One of the oddest chapters in Crystal River politics took an abrupt turn when Councilman Ken Frink announced he was dropping out of a March Special Election and instead running for Citrus County School Board.
Frink notified Citrus County Supervisor of Elections Maureen “Mo” Baird to remove his name from the March 19 City Council ballot.
The City Council appointed Frink, the former City Manager, in August to the post vacated by the death of Councilman Pat Fitzpatrick. The appointment was good until the March Special Election. The winner then will serve until the November 2024 election.
Frink’s decision means lone opponent Mindi Hastings will be elected to the seat automatically, as ballot qualifying has passed.
The city hired Frink, a Crystal River High School graduate and former Citrus County assistant administrator, as City Manager in 2020. He and Cindi Guy began dating a year later and soon were an item in Crystal River.
The City Attorney told them no conflict existed — unless they were married.
They became engaged this year and exchanged vows Aug. 4 in a Caribbean ceremony officiated by Citrus County Chamber CEO Josh Wooten.
While the initial plan was for Cindi Frink to resign the Council seat, Ken Frink instead left his $110,000-a-year job.
Some citizens questioned the appropriateness of Ken and Cindi Frink serving together on the five-member City Council. Hastings, who had applied for the vacancy as well, was sure to raise the issue during the special election campaign.
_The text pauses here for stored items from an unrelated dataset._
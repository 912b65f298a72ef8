//! 进程配置
//!
//! 串口、几何、标定与投放参数的 TOML 文件。所有字段都有默认
//! 值，配置文件只需要写与默认不同的部分。

use crate::sequencer::CastParams;
use anyhow::Context;
use serde::{Deserialize, Serialize};
use std::path::Path;
use std::time::Duration;
use winch_client::Calibration;
use winch_driver::MotorOptions;
use winch_protocol::SpoolGeometry;

/// 绞车进程配置
#[derive(Debug, Clone, Serialize, Deserialize)]
#[serde(default)]
pub struct WinchConfig {
    /// 串口设备路径
    pub port: String,
    /// 波特率
    pub baud_rate: u32,
    /// 行读取超时（毫秒）
    pub read_timeout_ms: u64,
    /// 默认轨迹加速度
    pub accel: u32,
    /// 功率上限比例
    pub max_power_fraction: f64,
    /// 操作员深度覆盖（设置后遥测深度被忽略）
    pub depth_override: Option<f64>,
    /// 绕线筒几何
    pub geometry: SpoolGeometry,
    /// 设备标定
    pub calibration: Calibration,
    /// 投放序列参数
    pub cast: CastParams,
}

impl Default for WinchConfig {
    fn default() -> Self {
        Self {
            port: "/dev/ttyUSB0".to_string(),
            baud_rate: 9600,
            read_timeout_ms: 1000,
            accel: 200,
            max_power_fraction: 1.0,
            depth_override: None,
            geometry: SpoolGeometry::default(),
            calibration: Calibration::default(),
            cast: CastParams::default(),
        }
    }
}

impl WinchConfig {
    /// 从 TOML 文件加载
    pub fn load(path: &Path) -> anyhow::Result<Self> {
        let text = std::fs::read_to_string(path)
            .with_context(|| format!("reading winch config {}", path.display()))?;
        let config: Self = toml::from_str(&text)
            .with_context(|| format!("parsing winch config {}", path.display()))?;
        config
            .geometry
            .validate()
            .with_context(|| format!("invalid spool geometry in {}", path.display()))?;
        Ok(config)
    }

    /// 导出会话选项
    pub fn motor_options(&self) -> MotorOptions {
        MotorOptions {
            accel: self.accel,
            max_power_fraction: self.max_power_fraction,
            read_timeout: Duration::from_millis(self.read_timeout_ms),
        }
    }
}

#[cfg(test)]
mod tests {
    use super::*;
    use std::io::Write;

    #[test]
    fn test_default_config_valid() {
        let config = WinchConfig::default();
        config.geometry.validate().unwrap();
        assert_eq!(config.baud_rate, 9600);
    }

    #[test]
    fn test_partial_toml_uses_defaults() {
        let mut file = tempfile::NamedTempFile::new().unwrap();
        writeln!(
            file,
            r#"
port = "/dev/ttyS3"
baud_rate = 19200

[cast]
haul_in_force_kg = 7.5
"#
        )
        .unwrap();

        let config = WinchConfig::load(file.path()).unwrap();
        assert_eq!(config.port, "/dev/ttyS3");
        assert_eq!(config.baud_rate, 19200);
        assert_eq!(config.cast.haul_in_force_kg, 7.5);
        // 未写的字段保持默认
        assert_eq!(config.cast.arm_length, 0.25);
        assert_eq!(config.calibration.slack_current_threshold, 300.0);
    }

    #[test]
    fn test_missing_file_has_context() {
        let err = WinchConfig::load(Path::new("/nonexistent/winch.toml")).unwrap_err();
        assert!(err.to_string().contains("winch.toml"));
    }

    #[test]
    fn test_invalid_geometry_rejected() {
        let mut file = tempfile::NamedTempFile::new().unwrap();
        writeln!(
            file,
            r#"
[geometry]
counts_per_rev = 4000.0
gear_ratio = 28.0
radius_inner = 0.08
radius_outer = 0.05
spool_width = 0.031
full_spool_revs = 415.0
max_device_velocity = 3000000.0
"#
        )
        .unwrap();
        assert!(WinchConfig::load(file.path()).is_err());
    }

    #[test]
    fn test_roundtrip_serialization() {
        let config = WinchConfig::default();
        let text = toml::to_string(&config).unwrap();
        let back: WinchConfig = toml::from_str(&text).unwrap();
        assert_eq!(back.port, config.port);
        assert_eq!(back.geometry, config.geometry);
    }
}
//! # Winch Control
//!
//! 布放/回收序列
//!
//! 在运动控制器之上组合完整的投放工作流：
//!
//! - [`CastSequencer`]: 布放（`cast_out`）、回收（`cast_in`）、
//!   完整投放（`cast`）、力模式复位（`reset_by_force`）、拖曳
//!   （`towyo`）与硬件触发循环
//! - [`TelemetrySource`] / [`CastTrigger`]: 外部协作者接口 ——
//!   水深/船速遥测与投放触发信号线。核心只消费这两个接口，
//!   实现在进程装配层
//! - [`WinchConfig`]: TOML 配置（串口、几何、标定、投放参数）

pub mod config;
pub mod sequencer;
pub mod telemetry;
pub mod trigger;

pub use config::WinchConfig;
pub use sequencer::{CastParams, CastSequencer};
pub use telemetry::{FixedDepth, TelemetrySource};
pub use trigger::CastTrigger;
Ken Frink, a civil engineer, said he requested the Council appointment following Fitzpatrick’s death to help usher in a new City Manager. The Council eventually hired Doug Baber.
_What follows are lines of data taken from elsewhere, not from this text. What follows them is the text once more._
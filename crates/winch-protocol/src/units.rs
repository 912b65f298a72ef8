//! 物理单位 ⇄ 设备单位换算
//!
//! # 速度
//!
//! 固件手册给出 `VT = rps · (counts/rev / sample_rate) · 65536`，
//! 再乘减速比换算到筒轴。前导系数 2 与反解瞬时速度时的 0.5 是
//! 纯经验修正，来自整机标定，换设备必须复测，不要当作单位推导
//! 的一部分去"修正"它们。
//!
//! # 位置
//!
//! 缆绕在筒上，放线越多有效半径越小。设 `rev` 为筒累计转数，
//! 放出缆长为
//!
//! ```text
//! m(rev) = 2π·rev·R_outer − π·rev²·A/w
//! ```
//!
//! 其中 `A` 为钢缆截面积、`w` 为筒宽。反向换算解一元二次方程
//! `(πA/w)·rev² − 2πR_outer·rev + m = 0`，恒取较小根 —— 较大根
//! 落在"负半径"的非物理分支上。测量噪声可能把判别式压成负数，
//! 此时按零截断而不是让 NaN 传播出去。

use crate::dialect::CommandDialect;
use crate::spool::SpoolGeometry;
use std::f64::consts::PI;

/// 缆长读数：米与筒转数
#[derive(Debug, Clone, Copy, PartialEq)]
pub struct CableOut {
    /// 已放出缆长（m）
    pub meters: f64,
    /// 筒累计转数
    pub revolutions: f64,
}

/// 单位换算器
///
/// 几何参数来自配置，采样率在握手时由设备报出，两者合在一起
/// 才能完成速度换算。
#[derive(Debug, Clone, Copy)]
pub struct UnitConverter {
    geometry: SpoolGeometry,
    sample_rate: u32,
}

impl UnitConverter {
    /// 组合几何与设备采样率
    pub fn new(geometry: SpoolGeometry, sample_rate: u32) -> Self {
        Self {
            geometry,
            sample_rate,
        }
    }

    /// 几何参数
    pub fn geometry(&self) -> &SpoolGeometry {
        &self.geometry
    }

    /// 每 1 m/s 对应的设备速度单位
    fn velocity_scale(&self) -> f64 {
        let g = &self.geometry;
        let circumference = 2.0 * PI * g.radius_outer;
        // 前导的 2 是经验修正，保持原样
        2.0 / circumference * g.counts_per_rev / self.sample_rate as f64 * 65536.0 * g.gear_ratio
    }

    /// 物理速度（m/s）→ 设备速度单位，对称限幅
    pub fn velocity_mps_to_device(&self, mps: f64) -> f64 {
        let max = self.geometry.max_device_velocity;
        (mps * self.velocity_scale()).clamp(-max, max)
    }

    /// 设备速度单位 → 物理速度（m/s）
    pub fn velocity_device_to_mps(&self, device: f64) -> f64 {
        device / self.velocity_scale()
    }

    /// 设备报告的瞬时速度（VA）→ 物理速度（m/s）
    ///
    /// VA 的量纲与 VT 差一个 2 倍，0.5 是配套的经验修正。
    pub fn instantaneous_velocity_mps(&self, va: f64) -> f64 {
        0.5 * self.velocity_device_to_mps(va)
    }

    /// 编码器计数 → 筒转数
    pub fn counts_to_revs(&self, counts: f64) -> f64 {
        counts / self.geometry.counts_per_rev / self.geometry.gear_ratio
    }

    /// 筒转数 → 编码器计数
    pub fn revs_to_counts(&self, revs: f64) -> f64 {
        revs * self.geometry.counts_per_rev * self.geometry.gear_ratio
    }

    /// 编码器计数 → 已放出缆长（m）
    pub fn position_device_to_m(&self, counts: f64) -> f64 {
        let g = &self.geometry;
        let revs = self.counts_to_revs(counts);
        2.0 * PI * revs * g.radius_outer - PI * revs * revs * g.wire_area() / g.spool_width
    }

    /// 缆长（m）→ 编码器计数
    ///
    /// 解绕线模型的二次方程，取物理有效的较小根。
    pub fn position_m_to_device(&self, meters: f64) -> f64 {
        let g = &self.geometry;
        let a = PI * g.wire_area() / g.spool_width;
        let b = -2.0 * PI * g.radius_outer;
        let c = meters;
        // 噪声可能把判别式推成轻微负值，截断到零
        let discriminant = (b * b - 4.0 * a * c).max(0.0);
        let rev = (-b - discriminant.sqrt()) / (2.0 * a);
        self.revs_to_counts(rev)
    }

    /// 编码器计数 → 缆长与转数
    pub fn cable_out(&self, counts: f64) -> CableOut {
        CableOut {
            meters: self.position_device_to_m(counts),
            revolutions: self.counts_to_revs(counts),
        }
    }

    /// 质量（kg）→ 设备力矩单位
    ///
    /// kg 不是力，但没人用牛顿记自家仪器包的重量。量程随方言变化。
    pub fn force_kg_to_device(&self, kg: f64, dialect: CommandDialect) -> f64 {
        kg * dialect.torque_units_per_kg()
    }

    /// 设备力矩单位 → 质量（kg）
    pub fn force_device_to_kg(&self, device: f64, dialect: CommandDialect) -> f64 {
        device / dialect.torque_units_per_kg()
    }
}
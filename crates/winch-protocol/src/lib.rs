//! # Winch Protocol
//!
//! 智能伺服绞车控制器的行协议定义（无硬件依赖）
//!
//! ## 模块
//!
//! - `command`: 命令文本构建与成帧规则
//! - `response`: 响应行解析（十进制数值）
//! - `status`: 16 位状态字解码
//! - `dialect`: 固件命令方言选择
//! - `spool`: 绕线筒几何模型
//! - `units`: 物理单位 ⇄ 设备单位换算
//!
//! ## 成帧规则
//!
//! 命令以 CR（`\r`）作为规范行结束符。命令文本中每出现一个 CR，
//! 设备就返回一行响应；以空格（而非行结束符）结尾的命令不产生响应。
//! `PRINT(...)` 查询通过参数表中的 `#13` 显式输出 CR，因此其响应
//! 数量由调用方显式给出，而不能通过计数结束符推断。

pub mod command;
pub mod dialect;
pub mod response;
pub mod spool;
pub mod status;
pub mod units;

// 重新导出常用类型
pub use command::{
    CARRIAGE_RETURN, StatusQuery, bare_command, expected_responses, normalize_terminators,
    position_move, print_query, safe_velocity_mode, set_register, stop_command, torque_move,
    velocity_move, zero_torque,
};
pub use dialect::CommandDialect;
pub use response::{parse_float, parse_int, split_rate_version};
pub use spool::{GeometryError, SpoolGeometry};
pub use status::{StatusSample, StatusWord};
pub use units::{CableOut, UnitConverter};

use thiserror::Error;

/// 协议解析错误类型
#[derive(Error, Debug)]
pub enum ProtocolError {
    /// 期望数值响应，但内容无法解析
    #[error("Bad numeric response for {field}: {text:?}")]
    BadNumber { field: &'static str, text: String },

    /// 响应行数不足（超时导致的空响应会触发此错误）
    #[error("Missing response for {field}: expected {expected} lines, got {got}")]
    MissingResponse {
        field: &'static str,
        expected: usize,
        got: usize,
    },

    /// 握手字符串格式错误（应为 `rate/version`）
    #[error("Malformed handshake response: {0:?}")]
    MalformedHandshake(String),
}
Frink said after qualifying for the special March ballot, he began having doubts whether he wanted to continue the City Council run.
“While I initially put my name in the hat for this short-term election, I have decided, in the best interest of all, to withdraw from the City Council race,” he said. “My commitment to the City Council and Crystal River residents remains steadfast as I contribute to collaborate with the new city manager for a seamless transition.”
He instead turned his attention to School Board District 2, where six-term incumbent Ginger Bryant is not seeking re-election. The race had already attracted three candidates before Frink’s announcement.
“This decision, carefully considered, aligns with my lifelong commitment of public service,” he said. “The exemplary commitment of our school board in fostering a culture of decorum, respect, and selflessness, especially in championing the well-being of our children, has always inspired me.”